Bila lemari es menggunakan amonia sebagai refrigeran, misalnya terjadi
kebocoran pada pipa dan ammonia masuk ke dalam ruang pendinginan, akan
mengakibatkan perubahan warna pada bagian luar bahan yang didinginkan berupa
warna coklat atau hitam kehijauan. Kalau proses ini berlangsung terus, maka akan
diikuti proses pelunakan jaringan-jaringan buah. Sebagai contoh : suatu ruangan
pendingin yang mengandung amonia sebanyak 1 % selama kurang dari 1 jam,
akan dapat merusak apel, pisang, atau bawang merah yang disimpan di dalamnya.

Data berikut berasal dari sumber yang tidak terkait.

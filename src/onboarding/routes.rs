//! REST endpoints for hosted onboarding sessions.

use std::sync::Arc;

use axum::extract::{Path, State};
use axum::http::StatusCode;
use axum::response::{IntoResponse, Response};
use axum::routing::{get, patch, post};
use axum::{Json, Router};
use serde::Deserialize;
use tracing::debug;
use uuid::Uuid;

use super::model::SectionUpdate;
use super::processing::{ProcessingStatus, SubmissionBackend, prepare, settle};
use super::session::{Session, SessionStore};
use super::step::{Step, step_table};
use crate::error::SessionError;

/// Shared state for onboarding routes.
#[derive(Clone)]
pub struct OnboardingRouteState {
    pub sessions: Arc<SessionStore>,
    pub backend: Arc<dyn SubmissionBackend>,
    /// Route clients are sent to after a successful submission.
    pub dashboard_route: String,
}

/// Build the onboarding REST routes.
pub fn onboarding_routes(state: OnboardingRouteState) -> Router {
    Router::new()
        .route("/health", get(health))
        .route("/api/onboarding/steps", get(list_steps))
        .route("/api/onboarding/sessions", post(create_session))
        .route(
            "/api/onboarding/sessions/{id}",
            get(get_session).delete(delete_session),
        )
        .route("/api/onboarding/sessions/{id}/sections", patch(update_section))
        .route("/api/onboarding/sessions/{id}/advance", post(advance))
        .route("/api/onboarding/sessions/{id}/retreat", post(retreat))
        .route("/api/onboarding/sessions/{id}/jump", post(jump))
        .route("/api/onboarding/sessions/{id}/finalize", post(finalize))
        .route("/api/onboarding/sessions/{id}/retry", post(retry))
        .with_state(state)
}

// ── Helpers ─────────────────────────────────────────────────────────────

fn parse_id(raw: &str) -> Result<Uuid, SessionError> {
    Uuid::parse_str(raw).map_err(|_| SessionError::InvalidId(raw.to_string()))
}

fn error_response(err: SessionError) -> Response {
    let status = match err {
        SessionError::NotFound { .. } => StatusCode::NOT_FOUND,
        SessionError::InvalidId(_) => StatusCode::BAD_REQUEST,
    };
    (status, Json(serde_json::json!({"error": err.to_string()}))).into_response()
}

/// `{ "ok": .., "session": .. }` for the session's current state.
async fn outcome(store: &SessionStore, id: Uuid, ok: bool) -> Response {
    match store.view(id).await {
        Ok(view) => (
            StatusCode::OK,
            Json(serde_json::json!({"ok": ok, "session": view})),
        )
            .into_response(),
        Err(e) => error_response(e),
    }
}

/// Run a controller operation on the session named by `raw_id`.
async fn run<F>(store: &SessionStore, raw_id: &str, op: F) -> Response
where
    F: FnOnce(&mut Session) -> bool,
{
    let id = match parse_id(raw_id) {
        Ok(id) => id,
        Err(e) => return error_response(e),
    };
    match store.with_session(id, op).await {
        Ok(ok) => outcome(store, id, ok).await,
        Err(e) => error_response(e),
    }
}

// ── Health / static ─────────────────────────────────────────────────────

async fn health() -> impl IntoResponse {
    Json(serde_json::json!({
        "status": "ok",
        "service": "school-onboard"
    }))
}

async fn list_steps() -> impl IntoResponse {
    Json(step_table())
}

// ── Sessions ────────────────────────────────────────────────────────────

async fn create_session(State(state): State<OnboardingRouteState>) -> impl IntoResponse {
    let view = state.sessions.create().await;
    (StatusCode::CREATED, Json(view))
}

async fn get_session(State(state): State<OnboardingRouteState>, Path(id): Path<String>) -> Response {
    let id = match parse_id(&id) {
        Ok(id) => id,
        Err(e) => return error_response(e),
    };
    match state.sessions.view(id).await {
        Ok(view) => Json(view).into_response(),
        Err(e) => error_response(e),
    }
}

async fn delete_session(
    State(state): State<OnboardingRouteState>,
    Path(id): Path<String>,
) -> Response {
    let id = match parse_id(&id) {
        Ok(id) => id,
        Err(e) => return error_response(e),
    };
    if state.sessions.remove(id).await {
        StatusCode::NO_CONTENT.into_response()
    } else {
        error_response(SessionError::NotFound { id })
    }
}

// ── Flow operations ─────────────────────────────────────────────────────

async fn update_section(
    State(state): State<OnboardingRouteState>,
    Path(id): Path<String>,
    Json(update): Json<SectionUpdate>,
) -> Response {
    run(&state.sessions, &id, |s| {
        s.controller.update_section(update);
        true
    })
    .await
}

async fn advance(State(state): State<OnboardingRouteState>, Path(id): Path<String>) -> Response {
    run(&state.sessions, &id, |s| s.controller.advance()).await
}

async fn retreat(State(state): State<OnboardingRouteState>, Path(id): Path<String>) -> Response {
    run(&state.sessions, &id, |s| s.controller.retreat()).await
}

#[derive(Deserialize)]
struct JumpRequest {
    /// Step name (`"plan"`) or number (`"2"`).
    step: String,
}

async fn jump(
    State(state): State<OnboardingRouteState>,
    Path(id): Path<String>,
    Json(body): Json<JumpRequest>,
) -> Response {
    let step: Step = match body.step.parse() {
        Ok(step) => step,
        Err(e) => {
            return (
                StatusCode::BAD_REQUEST,
                Json(serde_json::json!({"error": e})),
            )
                .into_response();
        }
    };
    run(&state.sessions, &id, |s| s.controller.jump_to_step(step)).await
}

/// Confirm review, then submit. The lock is released while the backend call
/// is in flight; the session is marked `Submitting` until it settles.
async fn finalize(State(state): State<OnboardingRouteState>, Path(id): Path<String>) -> Response {
    let id = match parse_id(&id) {
        Ok(id) => id,
        Err(e) => return error_response(e),
    };

    let prepared = state
        .sessions
        .with_session(id, |s| {
            if s.processing == ProcessingStatus::Submitting {
                debug!("Finalize ignored while a submission is in flight");
                return None;
            }
            if !s.controller.finalize_step() {
                return None;
            }
            let data = prepare(&s.controller).ok()?;
            s.processing = ProcessingStatus::Submitting;
            Some(data)
        })
        .await;

    let data = match prepared {
        Ok(Some(data)) => data,
        Ok(None) => return outcome(&state.sessions, id, false).await,
        Err(e) => return error_response(e),
    };

    let result = state.backend.submit(&data).await;
    let route = state.dashboard_route.clone();
    let settled = state
        .sessions
        .with_session(id, |s| {
            let status = settle(&s.controller, result, &route);
            let ok = matches!(status, ProcessingStatus::Completed { .. });
            s.processing = status;
            ok
        })
        .await;

    match settled {
        Ok(ok) => outcome(&state.sessions, id, ok).await,
        Err(e) => error_response(e),
    }
}

/// Back to review after a failed submission. Completed and in-flight
/// sessions stay put.
async fn retry(State(state): State<OnboardingRouteState>, Path(id): Path<String>) -> Response {
    run(&state.sessions, &id, |s| {
        match s.processing {
            ProcessingStatus::Completed { .. } => {
                debug!("Retry ignored for completed onboarding");
                return false;
            }
            ProcessingStatus::Submitting => {
                debug!("Retry ignored while a submission is in flight");
                return false;
            }
            ProcessingStatus::Idle | ProcessingStatus::Failed { .. } => {}
        }
        if !s.controller.retry_from_processing() {
            return false;
        }
        s.processing = ProcessingStatus::Idle;
        true
    })
    .await
}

3. Kehilangan air dari bahan yang didinginkan akibat pengeringan


Kerusakan ini terjadi pada bahan yang dibekukan tanpa dibungkus atau yang
dibungkus dengan pembungkus yang kedap uap air serta waktu membungkusnya
masih banyak ruang-ruang yang tidak terisi bahan. Pengeringan setempat dapat
menimbulkan gejala yang dikenal dengan nama ” freeze burn ” , yang terutama
terjadi pada daging sapi dan daging unggas yang dibekukan. Pada daging unggas,
hal ini tampak sebagai bercak-bercak yang transparan atau bercak-bercak yang
berwarna putih atau kuning kotor.
Freeze burn disebabkan oleh sublimasi setempat kristal-kristal es melalui
janganjaringan permukaan atau kulit. Maka terjadilah ruangan-ruangan kecil yang
berisi udara, yang menimbulkan refleksi cahaya dan menampakkan warna-warna
tersebut. Akibat terjadinya freeze burn, maka akan terjadi perubahan rasa pada
bahan , selanjutnya diikuti dengan proses denaturasi protein
.
4. Denaturasi protein
Denaturasi protein berarti putusnya sejumlah ikatan air dan berkurangnya
kadar protein yang dapat diekstrasi dengan larutan garam. Gejala denaturasi
protein terjadi pada daging, ikan, dan produk-produk air susu. Proses denaturasi
menimbulkan perubahan-perubahan rasa dan bau, serta perubahan konsistensi
(daging menjadi liat atau kasap). Semua bahan yang dibekukan, kecuali es krim,
sebelum dikonsumsi dilakukan “thawing”, maka untuk bahan yang telah
mengalami denaturasi protein pada waktu pencairan kembali, air tidak dapat
diabsorpsi (diserap) kembali. Tekstur liat yang terjadi disebabkan oleh
membesarnya molekul-molekul.
BAB IV
PENUTUP
4.1 Kesimpulan
Pendinginan merupakan teknologi pengawetan pangan yang digunakan
untuk mencegah adanya pertumbuhan mikroba. Pada pendinginan selain
menghambat pertumbuhan mikroba juga dapat menghambat terjadinya kerusakan
antara lain kerusakan fisiologis, kerusakan enzimatis, maupun kerusakan
mikrobiologis. Suhu pendinginan rata-rata yang digunakan masih di atas titik
beku bahan. Kisaran suhu yang digunakan biasanya antara – 1oC sampai + 4o,
jika pada pendinginan tidak dilakukan dengan baik maka akan terjadi beberapa
kerusakan seperti chiling injury , kerusakan oleh bahan pendingin /refrigeran,
kehilangan air dari bahan dan denaturasi protein. Pendinginan juga berpengaruh
terhadap stabilitas bobot (berat), warna, dan tingkat kekerasan (tekstur). Hal ini
akan lebih terlihat pengaruhnya bila dipadukan dengan proses lain yaitu blanching
dan pengemasan. Serta didasarkan pada berat yang stabil pada bahan pangan yang
dikemas dan dimasukkan dalam refrigerator dibandingkan dengan perlakuan lain
pada bahan pangan yang menurunkan berat bahan pangan.